Clinical question 3: Is percutaneous microwave ablation suitable for multi-segment spinal metastases?

Recommendation 3: Compared with single-segment ablation of spinal metastases, both two-segment and multi-segment ablation of spinal metastases can achieve the same therapeutic effect without increasing the surgery risk (strong recommendation; evidence Level: D).

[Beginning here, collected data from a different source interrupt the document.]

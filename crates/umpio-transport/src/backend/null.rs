use std::time::Duration;

use umpio_codec::UmpPacket;

use super::Backend;
use crate::config::TransportConfig;
use crate::endpoint::{DiscoveredEndpoint, Endpoint};
use crate::error::{Error, Result};

/// Backend for hosts without a supported MIDI API.
///
/// Enumerates nothing and refuses to open.
#[derive(Debug, Default, Clone, Copy)]
pub struct NullBackend;

impl NullBackend {
    pub fn new(_config: &TransportConfig) -> Result<Self> {
        Ok(Self)
    }
}

impl Backend for NullBackend {
    type Handle = ();

    fn name(&self) -> &'static str {
        "null"
    }

    fn enumerate_outputs(&self) -> Result<Vec<DiscoveredEndpoint>> {
        Ok(Vec::new())
    }

    fn enumerate_inputs(&self) -> Result<Vec<DiscoveredEndpoint>> {
        Ok(Vec::new())
    }

    fn open(&self, endpoint: &Endpoint) -> Result<()> {
        Err(Error::unsupported(
            self.name(),
            "open",
            format!("no MIDI API available for '{}'", endpoint.name),
        ))
    }

    fn close(&self, _handle: ()) -> Result<()> {
        Ok(())
    }

    fn send(&self, _handle: &mut (), _packet: &UmpPacket) -> Result<()> {
        Err(Error::unsupported(self.name(), "send", "no MIDI API available"))
    }

    fn poll_receive(&self, _handle: &mut (), wait: Duration) -> Result<Option<Vec<u8>>> {
        std::thread::sleep(wait);
        Ok(None)
    }
}

#[cfg(test)]
mod tests {
    use super::*;
    use crate::endpoint::{Direction, NativeId};

    #[test]
    fn test_null_enumerates_nothing() {
        let backend = NullBackend;
        assert!(backend.enumerate_outputs().unwrap().is_empty());
        assert!(backend.enumerate_inputs().unwrap().is_empty());
    }

    #[test]
    fn test_null_refuses_open() {
        let endpoint = Endpoint {
            index: 0,
            name: "Nothing".into(),
            direction: Direction::Output,
            native_id: NativeId::new("none"),
        };
        assert!(matches!(
            NullBackend.open(&endpoint),
            Err(Error::UnsupportedOnBackend { backend: "null", .. })
        ));
    }
}
//! Native MIDI backends.
//!
//! Every backend exposes the same capability set through [`Backend`]; the
//! one matching the host OS is chosen at compile time as
//! [`PlatformBackend`]. [`VirtualBackend`] is available everywhere for
//! in-process endpoints and tests.
//!
//! Inbound data is always handed over as big-endian UMP words, whatever the
//! OS delivers natively.

use std::time::Duration;

use umpio_codec::UmpPacket;

use crate::endpoint::{DiscoveredEndpoint, Endpoint};
use crate::error::Result;

pub mod legacy;
mod null;
mod virtual_port;

pub use null::NullBackend;
pub use virtual_port::{SentPacket, VirtualBackend};

#[cfg(all(feature = "native", target_os = "linux"))]
mod alsa_raw;
#[cfg(all(feature = "native", target_os = "linux"))]
pub use alsa_raw::AlsaRawBackend;

#[cfg(all(feature = "native", target_os = "macos"))]
mod core_midi;
#[cfg(all(feature = "native", target_os = "macos"))]
pub use core_midi::CoreMidiBackend;

#[cfg(all(feature = "native", windows))]
mod winmm;
#[cfg(all(feature = "native", windows))]
pub use winmm::WinMmBackend;

#[cfg(all(feature = "native", target_os = "linux"))]
pub type PlatformBackend = AlsaRawBackend;

#[cfg(all(feature = "native", target_os = "macos"))]
pub type PlatformBackend = CoreMidiBackend;

#[cfg(all(feature = "native", windows))]
pub type PlatformBackend = WinMmBackend;

#[cfg(not(all(
    feature = "native",
    any(target_os = "linux", target_os = "macos", windows)
)))]
pub type PlatformBackend = NullBackend;

/// Uniform capability set over a native MIDI API.
///
/// A `Handle` is owned by exactly one session, which moves it onto its I/O
/// worker thread; the backend never keeps a copy.
pub trait Backend: Send + Sync + 'static {
    type Handle: Send + 'static;

    /// Short name used in errors and logs.
    fn name(&self) -> &'static str;

    /// Entries whose details cannot be read are skipped, not fatal.
    fn enumerate_outputs(&self) -> Result<Vec<DiscoveredEndpoint>>;

    fn enumerate_inputs(&self) -> Result<Vec<DiscoveredEndpoint>>;

    fn open(&self, endpoint: &Endpoint) -> Result<Self::Handle>;

    fn close(&self, handle: Self::Handle) -> Result<()>;

    /// Transmit one whole packet.
    fn send(&self, handle: &mut Self::Handle, packet: &UmpPacket) -> Result<()>;

    /// Wait up to `wait` for inbound bytes. `Ok(None)` means nothing arrived.
    fn poll_receive(&self, handle: &mut Self::Handle, wait: Duration) -> Result<Option<Vec<u8>>>;
}
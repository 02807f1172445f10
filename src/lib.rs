//! # umpio - MIDI 2.0 UMP Transport
//!
//! Moves Universal MIDI Packets between an application and the host's MIDI
//! endpoints.
//!
//! ## Architecture
//!
//! umpio is an umbrella crate that coordinates:
//! - **umpio-codec** - Packet sizing, MIDI 1.0 packing, inbound decoding, SysEx framing
//! - **umpio-transport** - Endpoint registry, sessions, native backends, capabilities
//!
//! ## Quick Start
//!
//! ```ignore
//! use umpio::prelude::*;
//!
//! let transport = UmpTransport::builder().build()?;
//! let synth = transport.open_output(0)?;
//! transport.send_packet(&synth, &[0x2090_3C40])?;
//!
//! let keys = transport.open_input(0)?;
//! transport.on_packet(&keys, |packet| println!("{packet:?}"))?;
//! ```
//!
//! ## Feature Flags
//!
//! - `default` - Native backends
//! - `native` - ALSA raw MIDI, CoreMIDI or WinMM, chosen by target OS

/// Re-export of umpio-codec for direct access
pub use umpio_codec as codec;

/// Re-export of umpio-transport for direct access
pub use umpio_transport as transport;

pub use umpio_transport::{
    capabilities, Capabilities, Direction, Endpoint, Error, Result, Session, SessionState,
    Subscription, TransportConfig, UmpTransport, UmpTransportBuilder,
};

/// Convenience prelude for common imports
pub mod prelude {
    // Transport
    pub use crate::transport::{UmpTransport, UmpTransportBuilder};

    // Sessions and endpoints
    pub use crate::transport::{Direction, Endpoint, Session, SessionState, Subscription};

    // Packets
    pub use crate::codec::{chunk_sysex, reassemble_sysex, word_count, UmpPacket};

    // Backends
    pub use crate::transport::{Backend, VirtualBackend};
}
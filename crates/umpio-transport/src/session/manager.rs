use std::sync::Arc;

use dashmap::DashMap;
use tracing::{info, warn};

use super::{Session, SessionState};
use crate::backend::Backend;
use crate::config::TransportConfig;
use crate::endpoint::{Direction, EndpointKey};
use crate::error::Result;
use crate::registry::Registry;

/// Opens, tracks and closes the sessions of one transport.
pub(crate) struct SessionManager<B: Backend> {
    registry: Arc<Registry<B>>,
    config: TransportConfig,
    sessions: DashMap<EndpointKey, Session>,
}

impl<B: Backend> SessionManager<B> {
    pub fn new(registry: Arc<Registry<B>>, config: TransportConfig) -> Self {
        Self {
            registry,
            config,
            sessions: DashMap::new(),
        }
    }

    pub fn open(&self, index: usize, direction: Direction) -> Result<Session> {
        let endpoint = self.registry.resolve(index, direction)?;
        let state = self.registry.claim(&endpoint)?;

        // On failure the session's worker hands the claim back once no
        // native handle is left.
        let session = Session::open(
            Arc::clone(self.registry.backend()),
            endpoint.clone(),
            state,
            &self.config,
        )?;

        self.prune();
        self.sessions.insert(endpoint.key(), session.clone());
        Ok(session)
    }

    /// Close the session on the endpoint currently at `index`, if any.
    pub fn close(&self, index: usize, direction: Direction) -> Result<()> {
        let endpoint = self.registry.resolve(index, direction)?;
        match self.sessions.remove(&endpoint.key()) {
            Some((_, session)) => session.close(),
            None => Ok(()),
        }
    }

    /// Close every session whose endpoint vanished from the catalog.
    ///
    /// Returns how many were closed; the first close failure wins.
    pub fn close_stale(&self) -> Result<usize> {
        let stale: Vec<Session> = self
            .sessions
            .iter()
            .filter(|s| s.state() == SessionState::Stale)
            .map(|s| s.value().clone())
            .collect();

        let mut first_error = None;
        for session in &stale {
            self.sessions.remove(&session.endpoint().key());
            if let Err(e) = session.close() {
                warn!(name = %session.endpoint().name, error = %e, "Closing stale session failed");
                first_error.get_or_insert(e);
            }
        }
        first_error.map_or(Ok(stale.len()), Err)
    }

    /// Session currently bound to the endpoint at `index`.
    pub fn get(&self, index: usize, direction: Direction) -> Option<Session> {
        self.prune();
        let endpoint = self.registry.resolve(index, direction).ok()?;
        self.sessions.get(&endpoint.key()).map(|s| s.value().clone())
    }

    pub fn open_count(&self) -> usize {
        self.prune();
        self.sessions.len()
    }

    /// Forget sessions closed directly through [`Session::close`].
    fn prune(&self) {
        self.sessions.retain(|_, session| session.is_open());
    }

    /// Close every session. The first failure is returned after all closes
    /// have been attempted.
    pub fn shutdown(&self) -> Result<()> {
        let keys: Vec<EndpointKey> = self.sessions.iter().map(|e| e.key().clone()).collect();
        let mut first_error = None;
        let mut closed = 0;

        for key in keys {
            let Some((_, session)) = self.sessions.remove(&key) else {
                continue;
            };
            if !session.is_open() {
                continue;
            }
            closed += 1;
            if let Err(e) = session.close() {
                warn!(name = %session.endpoint().name, error = %e, "Close failed during shutdown");
                first_error.get_or_insert(e);
            }
        }

        info!(closed, "Sessions shut down");
        first_error.map_or(Ok(()), Err)
    }
}
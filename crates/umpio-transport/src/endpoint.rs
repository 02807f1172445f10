//! Endpoint descriptions shared by the registry and the backends.

use std::fmt;
use std::sync::Arc;

use serde::{Deserialize, Serialize};

#[derive(Debug, Clone, Copy, PartialEq, Eq, Hash, Serialize, Deserialize)]
#[serde(rename_all = "lowercase")]
pub enum Direction {
    Input,
    Output,
}

impl fmt::Display for Direction {
    fn fmt(&self, f: &mut fmt::Formatter<'_>) -> fmt::Result {
        f.write_str(match self {
            Direction::Input => "input",
            Direction::Output => "output",
        })
    }
}

/// Backend-assigned identity of an endpoint.
///
/// Opaque to callers. Unlike the index it survives catalog refreshes for as
/// long as the device stays present, which is how sessions are matched to
/// endpoints.
#[derive(Clone, PartialEq, Eq, Hash)]
pub struct NativeId {
    id: Arc<str>,
    /// Display name the id was derived from, for backends without a stable
    /// native identifier. Devices sharing it are indistinguishable.
    name_group: Option<Arc<str>>,
}

impl NativeId {
    pub fn new(id: impl Into<Arc<str>>) -> Self {
        Self {
            id: id.into(),
            name_group: None,
        }
    }

    pub fn as_str(&self) -> &str {
        &self.id
    }

    /// The display name behind a `name#n` identity, if that is what this is.
    pub fn name_group(&self) -> Option<&str> {
        self.name_group.as_deref()
    }
}

impl fmt::Debug for NativeId {
    fn fmt(&self, f: &mut fmt::Formatter<'_>) -> fmt::Result {
        write!(f, "NativeId({})", self.id)
    }
}

/// What a backend reports for one endpoint during enumeration.
#[derive(Debug, Clone, PartialEq, Eq)]
pub struct DiscoveredEndpoint {
    pub name: String,
    pub native_id: NativeId,
}

impl DiscoveredEndpoint {
    pub fn new(name: impl Into<String>, native_id: NativeId) -> Self {
        Self {
            name: name.into(),
            native_id,
        }
    }
}

/// A catalog entry. `index` is only valid until the next refresh.
#[derive(Debug, Clone, PartialEq, Eq, Serialize)]
pub struct Endpoint {
    pub index: usize,
    pub name: String,
    pub direction: Direction,
    #[serde(skip)]
    pub native_id: NativeId,
}

impl Endpoint {
    pub(crate) fn key(&self) -> EndpointKey {
        (self.direction, self.native_id.clone())
    }
}

pub(crate) type EndpointKey = (Direction, NativeId);

/// Assign `name#n` identities to a list of display names, `n` counting
/// earlier entries with the same name.
///
/// Used by backends whose OS API has no stable identifier beyond the name.
/// Such ids cannot tell same-name devices apart across a refresh, so the
/// registry treats every session in a name group as stale once the group
/// shrinks.
pub(crate) fn name_occurrence_ids<'a>(
    names: impl IntoIterator<Item = &'a str>,
) -> Vec<NativeId> {
    let mut seen: Vec<(&str, usize)> = Vec::new();
    names
        .into_iter()
        .map(|name| {
            let n = match seen.iter_mut().find(|(s, _)| *s == name) {
                Some((_, count)) => {
                    *count += 1;
                    *count
                }
                None => {
                    seen.push((name, 0));
                    0
                }
            };
            NativeId {
                id: format!("{name}#{n}").into(),
                name_group: Some(name.into()),
            }
        })
        .collect()
}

To evaluate the efficacy and safety of microwave ablation for multi-segment spinal metastases, a total of 20 articles were included.[15],[23],[30],[31],[32],[34],[35],[36],[37],[38],[39],[40],[41],[43],[44],[45],[46],[47],[48],[49] Hu et al.[36] performed percutaneous microwave ablation combined with percutaneous vertebroplasty (PVP) on 42 lesions in 35 patients. All operations were successfully completed in both single-segment and double-segment cases. Jiao et al.[45] performed microwave ablation on 42 osteolytic lesions (including extremities) in 30 patients with either single-segment or double-segment lesions. In all cases, the operational procedure could be successfully completed. Khan et al.[35] performed microwave ablation combined with PVP on 102 spinal metastases in 69 patients. Of those, 94% (65/69) had immediate pain relief, and 96.7% had no local lesions progression in the 20–24 weeks follow-up. In addition, the study found no significant difference in the efficacy of percutaneous microwave ablation for single versus multiple spinal metastases. Therefore, microwave ablation for multi-segment spinal metastases is effective, safe, and feasible.

Clinical question 4: Can spinal metastases with nerve compression be treated with percutaneous microwave ablation?

Recommendation 4: For lesions adjacent to the spinal cord or nerve, percutaneous microwave ablation is a relative contraindication as increasing the operational risk (weak recommendation; evidence Level: D).

To evaluate the efficacy of percutaneous microwave ablation in the treatment of spinal metastases with spinal cord or nerve compression, a total of 20 articles were included by searching the above databases.[15],[23],[30],[31],[32],[34],[35],[36],[37],[38],[39],[40],[41],[43],[44],[45],[46],[47],[48],[49] Half of the studies (10/20) clearly indicated that nerve compression should be a contraindication to percutaneous microwave ablation. Only two studies took spinal metastases with spinal cord or nerve as inclusion criteria.[37],[38] Yang et al.[38] explored the efficacy of microwave ablation combined with PVP in the treatment of vertebral metastases. Forty cases were treated with microwave ablation combined with PVP and 40 cases with PVP alone. In this study, microwave ablation combined with PVP treatment led to better pain control and better quality of life six months after the intervention, but the neurological function was not assessed. In conclusion, percutaneous microwave ablation for lesions adjacent to the spinal cord or nerve may increase the operational risk, which is a relative contraindication.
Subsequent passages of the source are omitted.